4.3.3 La qualité des échantillons de discours proposés

Dans 19 activités, les échantillons de discours soumis aux candidats sont authentiques . Ils constituent toujours des déclencheurs d’activité de communication et leur exploitation se fait dans le respect constant de leur fonction sociale première.

Les 15 autres activités proposent aux candidats des phrases construites pour la circonstance . Ces phrases contiennent des formes homonymes, synonymes, et/ou qui ont en commun leur rôle opérationnel dans le processus discursif. Elles permettent donc bien de mesurer la connaissance qu’ont les candidats d’une grammaire de l’énonciation en langue française.

On peut regretter que la situation de communication qui a pu susciter la production et contraindre les modalités de réalisation de ces fragments de discours ne soit pas restituée. Cette question sera traitée dans le chapitre suivant justement consacré à la nature des tâches proposées.

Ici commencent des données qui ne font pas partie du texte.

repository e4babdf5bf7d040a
pub mod components;
pub mod screens;
pub mod theme;

pub use theme::Theme;
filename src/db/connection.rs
use crate::config::Config;
use crate::error::Result;
use rusqlite::Connection;
use std::path::PathBuf;
use std::sync::{Arc, Mutex};

/// SQLite-backed durable store for local client state.
pub struct Database {
    conn: Arc<Mutex<Connection>>,
    path: PathBuf,
}

impl Database {
    pub fn open(data_dir_override: Option<&PathBuf>) -> Result<Self> {
        let path = Config::db_path(data_dir_override)?;
        let conn = Connection::open(&path)?;

        let db = Self {
            conn: Arc::new(Mutex::new(conn)),
            path,
        };

        super::migrations::run(&db)?;
        tracing::debug!(path = %db.path.display(), "Opened local storage");

        Ok(db)
    }

    #[cfg(test)]
    pub fn open_in_memory() -> Result<Self> {
        let conn = Connection::open_in_memory()?;

        let db = Self {
            conn: Arc::new(Mutex::new(conn)),
            path: PathBuf::from(":memory:"),
        };

        super::migrations::run(&db)?;

        Ok(db)
    }

    pub fn with_conn<F, T>(&self, f: F) -> Result<T>
    where
        F: FnOnce(&Connection) -> Result<T>,
    {
        let conn = self.conn.lock().unwrap_or_else(|e| e.into_inner());
        f(&conn)
    }

    pub fn with_conn_mut<F, T>(&self, f: F) -> Result<T>
    where
        F: FnOnce(&mut Connection) -> Result<T>,
    {
        let mut conn = self.conn.lock().unwrap_or_else(|e| e.into_inner());
        f(&mut conn)
    }

    pub fn path(&self) -> &PathBuf {
        &self.path
    }
}

impl Clone for Database {
    fn clone(&self) -> Self {
        Self {
            conn: Arc::clone(&self.conn),
            path: self.path.clone(),
        }
    }
}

Le rapport entre les activités mesurant des compétences communicationnelles et celles qui mesurent des compétences linguistique est le même aux deux niveaux. Toutefois, en accord avec le texte du Curriculum pour les examens, un discours plus spécialisé fait son entrée dans certaines activités (annonces immobilières, offres et demandes d’emploi) au niveau certificat.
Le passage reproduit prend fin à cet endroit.